Re: Windows: Wrong error message at connection termination

From: Thomas Munro <thomas(dot)munro(at)gmail(dot)com>
To: Tom Lane <tgl(at)sss(dot)pgh(dot)pa(dot)us>
Cc: Lars Kanis <lars(at)greiz-reinsdorf(dot)de>, pgsql-hackers <pgsql-hackers(at)postgresql(dot)org>
Subject: Re: Windows: Wrong error message at connection termination
Date: 2021-11-21 22:33:08
Message-ID: CA+hUKG+HGEb=ED9RHZ6UCwOFNffk9NqkRJRGVy+AA-T4yGYodg@mail.gmail.com
Views: Raw Message | Whole Thread | Download mbox | Resend email
Thread:
Lists: pgsql-hackers

On Mon, Nov 22, 2021 at 10:42 AM Tom Lane <tgl(at)sss(dot)pgh(dot)pa(dot)us> wrote:
> Thomas Munro <thomas(dot)munro(at)gmail(dot)com> writes:
> > Hmm, maybe it's still not enough.

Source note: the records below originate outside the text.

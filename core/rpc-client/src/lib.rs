mod client;

pub use client::{RpcClient, RpcClientError};
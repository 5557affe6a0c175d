#[cfg(test)]
mod tests;

use std::error::Error;

use protocol::constants::configs::DEFAULT_GATEWAY_FEE;
use protocol::constants::endpoints::{
    BLOCK_TAG_PENDING, ETH_COINBASE, ETH_ESTIMATE_GAS, ETH_GAS_PRICE, ETH_GET_TRANSACTION_COUNT,
    NET_VERSION,
};
use protocol::serde_json::{self, Value};
use protocol::tokio::sync::OnceCell;
use protocol::traits::{Context, RpcCaller, TxParamsPopulator};
use protocol::types::{
    is_empty_value, parse_u64_quantity, to_unprefixed_hex, TransactionRequest,
    TransactionRequestBuilder, U256,
};
use protocol::{async_trait, Display, ProtocolError, ProtocolErrorKind, ProtocolResult};

#[derive(Clone, Debug, PartialEq, Eq)]
pub struct PopulatorConfig {
    /// Written to `gatewayFee` whenever a recipient is known and the caller
    /// left the fee unset.
    pub default_gateway_fee:        U256,
    /// Ask the node for its coinbase when `gatewayFeeRecipient` is unset.
    /// When disabled an unset recipient stays unset and so does the fee.
    pub fill_gateway_fee_recipient: bool,
}

impl Default for PopulatorConfig {
    fn default() -> Self {
        PopulatorConfig {
            default_gateway_fee:        U256::from(DEFAULT_GATEWAY_FEE),
            fill_gateway_fee_recipient: true,
        }
    }
}

/// Completes transaction requests against a full node.
///
/// The chain id and the node coinbase are fetched at most once per instance
/// and reused for every later request. Build a new instance to refresh them.
pub struct MissingTxParamsPopulator<R> {
    rpc:    R,
    config: PopulatorConfig,

    chain_id:              OnceCell<u64>,
    gateway_fee_recipient: OnceCell<String>,
}

impl<R: RpcCaller> MissingTxParamsPopulator<R> {
    pub fn new(rpc: R) -> Self {
        Self::with_config(rpc, PopulatorConfig::default())
    }

    pub fn with_config(rpc: R, config: PopulatorConfig) -> Self {
        MissingTxParamsPopulator {
            rpc,
            config,
            chain_id: OnceCell::new(),
            gateway_fee_recipient: OnceCell::new(),
        }
    }

    pub fn config(&self) -> &PopulatorConfig {
        &self.config
    }

    async fn get_chain_id(&self, ctx: Context) -> ProtocolResult<u64> {
        self.chain_id
            .get_or_try_init(|| self.fetch_chain_id(ctx))
            .await
            .copied()
    }

    async fn fetch_chain_id(&self, ctx: Context) -> ProtocolResult<u64> {
        let result = self.rpc.call(ctx, NET_VERSION, vec![]).await?;
        let parsed = match &result {
            Value::String(s) => parse_u64_quantity(s).ok(),
            Value::Number(n) => n.as_u64(),
            _ => None,
        };
        // A chain id of zero reads as unset.
        let chain_id = parsed
            .filter(|id| *id != 0)
            .ok_or_else(|| PopulatorError::malformed(NET_VERSION, result))?;

        log::debug!("[tx-populator]: cache chain id {}", chain_id);
        Ok(chain_id)
    }

    async fn get_nonce(&self, ctx: Context, address: Option<&str>) -> ProtocolResult<String> {
        // A missing sender is forwarded as null and the node decides.
        let address = address.map_or(Value::Null, |a| Value::String(a.to_owned()));
        let result = self
            .rpc
            .call(ctx, ETH_GET_TRANSACTION_COUNT, vec![
                address,
                Value::String(BLOCK_TAG_PENDING.to_owned()),
            ])
            .await?;
        result_to_string(ETH_GET_TRANSACTION_COUNT, result)
    }

    async fn estimate_gas(&self, ctx: Context, tx: &TransactionRequest) -> ProtocolResult<String> {
        let result = self
            .rpc
            .call(ctx, ETH_ESTIMATE_GAS, vec![serde_json::to_value(tx)?])
            .await?;
        result_to_string(ETH_ESTIMATE_GAS, result)
    }

    async fn get_coinbase(&self, ctx: Context) -> ProtocolResult<String> {
        self.gateway_fee_recipient
            .get_or_try_init(|| self.fetch_coinbase(ctx))
            .await
            .cloned()
    }

    async fn fetch_coinbase(&self, ctx: Context) -> ProtocolResult<String> {
        let coinbase = match self.rpc.call(ctx, ETH_COINBASE, vec![]).await? {
            Value::Null => None,
            other => Some(result_to_string(ETH_COINBASE, other)?),
        };

        match coinbase {
            Some(c) if !c.is_empty() && !is_empty_value(Some(c.as_str())) => {
                log::debug!("[tx-populator]: cache gateway fee recipient {}", c);
                Ok(c)
            }
            _ => {
                log::warn!("[tx-populator]: node returned an empty coinbase");
                Err(PopulatorError::NodeUnreachableOrUnconfigured.into())
            }
        }
    }

    async fn get_gas_price(&self, ctx: Context, fee_currency: Option<&str>) -> ProtocolResult<String> {
        let fee_currency = fee_currency.filter(|c| !c.is_empty() && !is_empty_value(Some(*c)));
        if let Some(currency) = fee_currency {
            log::warn!(
                "[tx-populator]: gas price requested for fee currency {}",
                currency
            );
            return Err(PopulatorError::UnsupportedFeeCurrency(currency.to_owned()).into());
        }

        let result = self.rpc.call(ctx, ETH_GAS_PRICE, vec![]).await?;
        result_to_string(ETH_GAS_PRICE, result)
    }
}

#[async_trait]
impl<R: RpcCaller> TxParamsPopulator for MissingTxParamsPopulator<R> {
    async fn populate(
        &self,
        ctx: Context,
        tx: &TransactionRequest,
    ) -> ProtocolResult<TransactionRequest> {
        let mut builder = TransactionRequestBuilder::from_request(tx);

        if tx.chain_id_is_empty() {
            builder = builder.chain_id(self.get_chain_id(ctx.clone()).await?);
        }

        if tx.nonce_is_empty() {
            let nonce = self.get_nonce(ctx.clone(), tx.from.as_deref()).await?;
            builder = builder.nonce(nonce);
        }

        if tx.gas_is_empty() {
            let gas = self.estimate_gas(ctx.clone(), builder.peek()).await?;
            builder = builder.gas(gas);
        }

        if self.config.fill_gateway_fee_recipient && tx.gateway_fee_recipient_is_empty() {
            builder = builder.gateway_fee_recipient(self.get_coinbase(ctx.clone()).await?);
        }

        if !builder.peek().gateway_fee_recipient_is_empty() && tx.gateway_fee_is_empty() {
            builder = builder.gateway_fee(to_unprefixed_hex(self.config.default_gateway_fee));
        }

        if tx.gas_price_is_empty() {
            let gas_price = self
                .get_gas_price(ctx, tx.fee_currency.as_deref())
                .await?;
            builder = builder.gas_price(gas_price);
        }

        let populated = builder.build();
        log::debug!("[tx-populator]: populated tx {:?}", populated);
        Ok(populated)
    }
}

/// Node results are taken verbatim when they are strings and rendered in
/// base 10 when they are numbers.
fn result_to_string(method: &'static str, result: Value) -> ProtocolResult<String> {
    match result {
        Value::String(s) => Ok(s),
        Value::Number(n) => Ok(n.to_string()),
        other => Err(PopulatorError::malformed(method, other).into()),
    }
}

#[derive(Debug, Display)]
pub enum PopulatorError {
    #[display(
        fmt = "Gas price for fee currency {} cannot be computed, pass it explicitly",
        _0
    )]
    UnsupportedFeeCurrency(String),

    #[display(
        fmt = "Coinbase is empty, the node is not connected to the network and cannot relay transactions"
    )]
    NodeUnreachableOrUnconfigured,

    #[display(fmt = "Malformed {} result {}", method, value)]
    MalformedResponse { method: &'static str, value: Value },
}

impl PopulatorError {
    fn malformed(method: &'static str, value: Value) -> Self {
        PopulatorError::MalformedResponse { method, value }
    }
}

impl Error for PopulatorError {}

impl From<PopulatorError> for ProtocolError {
    fn from(error: PopulatorError) -> ProtocolError {
        ProtocolError::new(ProtocolErrorKind::TxPopulator, Box::new(error))
    }
}
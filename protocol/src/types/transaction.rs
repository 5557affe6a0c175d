use serde::{Deserialize, Serialize};

use crate::types::is_empty_value;

/// An outgoing transaction before signing.
///
/// Numeric fields other than `chain_id` are kept as the strings the caller or
/// the node supplied, decimal or hex, so that they survive completion
/// unchanged.
#[derive(Serialize, Deserialize, Clone, Debug, Default, PartialEq, Eq)]
#[serde(deny_unknown_fields, rename_all = "camelCase")]
pub struct TransactionRequest {
    #[serde(default, skip_serializing_if = "Option::is_none")]
    pub from:                  Option<String>,
    #[serde(default, skip_serializing_if = "Option::is_none")]
    pub to:                    Option<String>,
    #[serde(default, skip_serializing_if = "Option::is_none")]
    pub value:                 Option<String>,
    #[serde(default, skip_serializing_if = "Option::is_none")]
    pub data:                  Option<String>,
    #[serde(default, skip_serializing_if = "Option::is_none")]
    pub chain_id:              Option<u64>,
    #[serde(default, skip_serializing_if = "Option::is_none")]
    pub nonce:                 Option<String>,
    #[serde(default, skip_serializing_if = "Option::is_none")]
    pub gas:                   Option<String>,
    #[serde(default, skip_serializing_if = "Option::is_none")]
    pub gas_price:             Option<String>,
    #[serde(default, skip_serializing_if = "Option::is_none")]
    pub fee_currency:          Option<String>,
    #[serde(default, skip_serializing_if = "Option::is_none")]
    pub gateway_fee_recipient: Option<String>,
    #[serde(default, skip_serializing_if = "Option::is_none")]
    pub gateway_fee:           Option<String>,
}

impl TransactionRequest {
    pub fn chain_id_is_empty(&self) -> bool {
        matches!(self.chain_id, None | Some(0))
    }

    pub fn nonce_is_empty(&self) -> bool {
        is_empty_value(self.nonce.as_deref())
    }

    pub fn gas_is_empty(&self) -> bool {
        is_empty_value(self.gas.as_deref())
    }

    pub fn gas_price_is_empty(&self) -> bool {
        is_empty_value(self.gas_price.as_deref())
    }

    pub fn fee_currency_is_empty(&self) -> bool {
        is_empty_value(self.fee_currency.as_deref())
    }

    pub fn gateway_fee_recipient_is_empty(&self) -> bool {
        is_empty_value(self.gateway_fee_recipient.as_deref())
    }

    pub fn gateway_fee_is_empty(&self) -> bool {
        is_empty_value(self.gateway_fee.as_deref())
    }
}

/// Accumulates resolved fields on top of a copy of the caller's request.
///
/// Setters only record a value; deciding whether a field needs resolving is
/// left to the caller of the builder.
#[derive(Clone, Debug)]
pub struct TransactionRequestBuilder {
    inner: TransactionRequest,
}

impl TransactionRequestBuilder {
    pub fn from_request(tx: &TransactionRequest) -> Self {
        TransactionRequestBuilder { inner: tx.clone() }
    }

    /// The request as accumulated so far.
    pub fn peek(&self) -> &TransactionRequest {
        &self.inner
    }

    pub fn chain_id(mut self, chain_id: u64) -> Self {
        self.inner.chain_id = Some(chain_id);
        self
    }

    pub fn nonce(mut self, nonce: String) -> Self {
        self.inner.nonce = Some(nonce);
        self
    }

    pub fn gas(mut self, gas: String) -> Self {
        self.inner.gas = Some(gas);
        self
    }

    pub fn gas_price(mut self, gas_price: String) -> Self {
        self.inner.gas_price = Some(gas_price);
        self
    }

    pub fn gateway_fee_recipient(mut self, recipient: String) -> Self {
        self.inner.gateway_fee_recipient = Some(recipient);
        self
    }

    pub fn gateway_fee(mut self, fee: String) -> Self {
        self.inner.gateway_fee = Some(fee);
        self
    }

    pub fn build(self) -> TransactionRequest {
        self.inner
    }
}
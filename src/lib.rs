pub use core_rpc_client::{RpcClient, RpcClientError};
pub use core_tx_populator::{MissingTxParamsPopulator, PopulatorConfig, PopulatorError};
pub use protocol::{
    async_trait,
    traits::{Context, RpcCaller, TxParamsPopulator},
    types::{is_empty_value, TransactionRequest, TransactionRequestBuilder, U256},
    ProtocolError, ProtocolErrorKind, ProtocolResult,
};

use core_cli::PopulatorCli;

/// Run the command line with the process arguments.
pub fn run(cli_version: &'static str) -> anyhow::Result<()> {
    PopulatorCli::init(cli_version)
        .start()
        .map_err(|e| anyhow::anyhow!("{e}"))
}
// reference: https://ethereum.org/en/developers/docs/apis/json-rpc/
pub const NET_VERSION: &str = "net_version";
pub const ETH_GET_TRANSACTION_COUNT: &str = "eth_getTransactionCount";
pub const ETH_ESTIMATE_GAS: &str = "eth_estimateGas";
pub const ETH_COINBASE: &str = "eth_coinbase";
pub const ETH_GAS_PRICE: &str = "eth_gasPrice";

pub const BLOCK_TAG_PENDING: &str = "pending";
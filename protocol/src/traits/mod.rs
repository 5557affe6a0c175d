mod populator;
mod rpc;

pub use creep::{Cloneable, Context};
pub use populator::TxParamsPopulator;
pub use rpc::RpcCaller;
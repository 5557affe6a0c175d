use std::collections::HashMap;
use std::io::Write;

use env_logger::{Builder, Env};

/// Install the global logger.
///
/// `RUST_LOG` takes precedence over `filter` and `modules_level` when it is
/// set. Calling this twice keeps the first logger.
pub fn init(filter: String, console_show_file_and_line: bool, modules_level: HashMap<String, String>) {
    let spec = filter_spec(&filter, &modules_level);
    let mut builder = Builder::from_env(Env::default().default_filter_or(spec));

    if console_show_file_and_line {
        builder.format(|buf, record| {
            writeln!(
                buf,
                "{} {:<5} {}:{} {}",
                buf.timestamp_millis(),
                record.level(),
                record.file().unwrap_or("unknown"),
                record.line().unwrap_or_default(),
                record.args()
            )
        });
    }

    if let Err(e) = builder.try_init() {
        log::warn!("[logger]: already initialized {}", e);
    }
}

/// Join the global filter and the per module levels into one env_logger
/// directive string, e.g. `info,core_tx_populator=debug`.
fn filter_spec(filter: &str, modules_level: &HashMap<String, String>) -> String {
    let mut modules = modules_level
        .iter()
        .map(|(module, level)| format!("{}={}", module, level))
        .collect::<Vec<_>>();
    modules.sort();

    std::iter::once(filter.to_owned())
        .filter(|f| !f.is_empty())
        .chain(modules)
        .collect::<Vec<_>>()
        .join(",")
}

Now that I have coffee, I thought
> > about the well known failure of idle_in_transaction_timeout to report
> > errors on Windows[1].
>
> Yeah, I think that may well be a manifestation of the same problem:
> once the backend exits, Winsock issues RST which prevents the client
> from reading the queued data. We had been analyzing that under the
> assumption that Windows obeys the TCP RFCs ... but having now been
> disabused of that optimism, it seems to match up pretty well.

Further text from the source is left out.